When Gov. Mark Dayton signed a budget deal negotiated with Republican legislative leaders to end the state government shutdown, city officials in Worthington knew they needed to act immediately.
"The city administrator got a hold of the two staff members that were seeking additional employees -- one of them, a police officer, the other one was in planning and zoning — and told them 'Don't be expecting those positions to be replaced,' " Worthington Mayor Alan Oberloh said.
Oberloh, who takes over as president of the Coalition of Greater Minnesota Cities next month, said he's heard similar stories from across the state. Cities are being cautious because the final budget deal reduced state aid to Minnesota cities.
The budget deal also cut $1.2 million in money that reimbursed cities for a property-tax-reduction program. Many city leaders say the state's move it will force them to raise property taxes next year.
For Worthington, population nearly 13,000, the state aid cut was $530,000, about nine percent of the city budget. Oberloh said the city has to cut spending by that amount before this budget year ends on Dec. 31.
"I don't think there's anything that's sacred," he said. "I think we have to look at all areas. I think there's going to be some serious belt tightening." According to projections by non-partisan state House legislative staff, the budget deal could lead to property tax increases of 4.6 percent statewide. Communities outside the Twin Cities would see the biggest jump, about 6 percent on average. Metro area taxes would rise about 4 percent.
Cities in south central Minnesota could see the biggest increase, about 7.3 percent. Property taxes in the Iron Range and Duluth are projected to rise 7.2 percent, while in east central and southeast Minnesota the hike will be just under 7 percent.
Some Republicans dismiss the staff findings, saying they're based on flawed assumptions. They say the figures are too high. State Sen. Julianne Ortman, R-Chanhassn, said the said the projections assume cities and counties would make up half of any local aid cuts, but that hasn't happened in the past. She citied aid reductions in 2010 as an example.
"Local officials did the responsible thing of not levying back those reductions," said Ortman, chairwoman of the Senate Tax Committee. "They didn't do it."
Local officials have kept property taxes in check. Despite the worse recession in decades and perpetual worries about huge cuts in state aid, local governments have managed to balance their budges without property tax hikes.
But it may be hard for local officials to do so next year.
"We're definitely going to see further pressure on property taxes," said Gary Carlson, inter-government relations director for the League of Minnesota Cities. "This is the fifth consecutive year that we've had some level of reduction in the monies share from the state to the cities." However, the new state budget isn't bad news for every town.
Gloria Mack, city clerk/treasurer in Amboy, population about 500, said the south central Minnesota community escaped a cutback in its state local government aid payment.
"That was wonderful, that was wonderful," Mack said. "That really helps."
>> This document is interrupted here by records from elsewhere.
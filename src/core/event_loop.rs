//! The main loop.
//!
//! One iteration: readiness gate, pre-dispatch hooks, one bounded wait for a key, one
//! pass of the key state machine and, if a command ran to completion, the
//! post-dispatch hooks.
//!
//! [run] is reentrant. A command that needs an answer (a confirmation dialog) calls it
//! again with its own [QuitFlag]; the nested invocation publishes its own input echo
//! and restores the outer one when it returns.

use crate::core::host::{Host, QuitFlag};
use crate::core::keys::{LoopContext, Step};
use crate::core::multiplexer;
use crate::core::readiness;
use crate::error::Result;

/// Runs the loop until `quit` is set.
pub fn run<H: Host + ?Sized>(host: &mut H, quit: &QuitFlag) -> Result<()> {
    let mut ctx = LoopContext::enter(host);
    tracing::debug!(depth = host.input_echo().depth(), "event loop entered");

    let result = drive(host, quit, &mut ctx);

    ctx.leave(host);
    tracing::debug!(depth = host.input_echo().depth(), "event loop left");
    result
}

fn drive<H: Host + ?Sized>(host: &mut H, quit: &QuitFlag, ctx: &mut LoopContext) -> Result<()> {
    while !quit.is_set() {
        if !readiness::check_and_prepare(host)? {
            ctx.cancel_wait_for_enter();
            continue;
        }

        host.set_user_selection(true);
        host.pre();
        sync_cwd(host);

        let polled = multiplexer::poll(host, ctx.timeout(), ctx.settings().min_slice)?;

        if ctx.step(host, polled) == Step::Resolved {
            // Commands may have changed directory.
            sync_cwd(host);
            host.post();
        }
    }
    Ok(())
}

/// Points the process working directory at the active pane.
fn sync_cwd<H: Host + ?Sized>(host: &mut H) {
    let dir = host.active_dir();
    if let Err(e) = host.change_dir(&dir) {
        tracing::debug!(dir = %dir.display(), error = %e, "could not change working directory");
    }
}
//! Command-line argument parsing and help for twinpane.
//!
//! When invoked with no args/flags (twp), twinpane simply launches the TUI in the
//! current directory.

#[derive(Debug, PartialEq, Eq)]
pub enum CliAction {
    RunApp {
        path: Option<String>,
        server_name: Option<String>,
    },
    /// Send one command line to a running instance and exit.
    Remote {
        cmd: String,
        server_name: Option<String>,
    },
    Exit,
}

pub fn handle_args() -> CliAction {
    parse_args(std::env::args().skip(1))
}

/// Parses the arguments following the program name.
pub fn parse_args<I>(args: I) -> CliAction
where
    I: IntoIterator<Item = String>,
{
    let mut path = None;
    let mut remote = None;
    let mut server_name = None;
    let mut args = args.into_iter();

    while let Some(arg) = args.next() {
        match arg.as_str() {
            "--version" | "-v" => {
                print_version();
                return CliAction::Exit;
            }
            "-h" | "--help" => {
                print_help();
                return CliAction::Exit;
            }
            "--remote" | "--server-name" => {
                let Some(value) = args.next().filter(|v| !v.trim().is_empty()) else {
                    eprintln!("Error: {arg} needs a value.");
                    eprintln!("Try --help for available options");
                    return CliAction::Exit;
                };
                if arg == "--remote" {
                    remote = Some(value);
                } else {
                    server_name = Some(value);
                }
            }
            arg if !arg.starts_with('-') && !arg.trim().is_empty() => {
                if path.is_some() {
                    eprintln!("Error: twinpane opens only one directory.");
                    eprintln!("Usage: twp [PATH] or twp [OPTION]");
                    return CliAction::Exit;
                }
                path = Some(arg.to_string());
            }
            arg => {
                eprintln!("Unknown argument: {arg}");
                eprintln!("Try --help for available options");
                return CliAction::Exit;
            }
        }
    }

    match remote {
        Some(_) if path.is_some() => {
            eprintln!("Error: --remote does not take a PATH.");
            CliAction::Exit
        }
        Some(cmd) => CliAction::Remote { cmd, server_name },
        None => CliAction::RunApp { path, server_name },
    }
}

fn print_version() {
    println!("twinpane {}", env!("CARGO_PKG_VERSION"));
}

fn print_help() {
    println!(
        r#"twinpane - A keyboard-driven two-pane terminal file manager

USAGE:
  twp [PATH] [--server-name NAME]
  twp --remote COMMAND [--server-name NAME]

PATH:
  Directory to open (defaults to current directory)

OPTIONS:
      --remote CMD        Run a command line (e.g. "cd /tmp") in a running instance
      --server-name NAME  Name of the IPC server to listen as or send to
  -h, --help              Print help information
  -v, --version           Display the current installed version of twinpane

ENVIRONMENT:
  TWINPANE_CONFIG         Override the default config path
  TWINPANE_LOG            Log filter, e.g. "debug" or "twinpane::core=trace"
"#
    );
}

#[cfg(test)]
mod tests {
    use super::*;

    fn parse(args: &[&str]) -> CliAction {
        parse_args(args.iter().map(|a| a.to_string()))
    }

    #[test]
    fn no_arguments_runs_in_cwd() {
        assert_eq!(
            parse(&[]),
            CliAction::RunApp {
                path: None,
                server_name: None
            }
        );
    }

    #[test]
    fn server_name_goes_with_path_or_remote() {
        assert_eq!(
            parse(&["/tmp", "--server-name", "left"]),
            CliAction::RunApp {
                path: Some("/tmp".into()),
                server_name: Some("left".into())
            }
        );
        assert_eq!(
            parse(&["--server-name", "left", "--remote", "cd /tmp"]),
            CliAction::Remote {
                cmd: "cd /tmp".into(),
                server_name: Some("left".into())
            }
        );
    }

    #[test]
    fn malformed_arguments_exit() {
        assert_eq!(parse(&["--remote"]), CliAction::Exit);
        assert_eq!(parse(&["a", "b"]), CliAction::Exit);
        assert_eq!(parse(&["--remote", "q", "/tmp"]), CliAction::Exit);
        assert_eq!(parse(&["--bogus"]), CliAction::Exit);
    }
}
The state budget sets this year's local government aid at 2010 levels. Many cities were told late last year that their 2011 payment would increase. When the final budget deal failed to deliver the promised amount, city officials across Minnesota saw expected revenue disappear.
With no cuts in state aid to Amboy, Mack said the town probably can keep services at their current levels next year.
"We try to operate as frugally as we can," she said. "And try to do as many things as we can with what we've got."
State legislators who favor cuts in state aid say Minnesota communities need to tighten their budgets.
"The costs of running local government can be less," State Rep. Linda Runbeck, R-Circle Pines, told the Quad Community Press earlier this year.
In Worthington, Oberloh said his city already has trimmed its budget. He said the state cuts likely mean another property tax increase next year, though he can't put a number on the size of that increase yet. Last year, property taxes increased just over 3 percent.
The city will have to make more spending cuts next year, Oberloh said.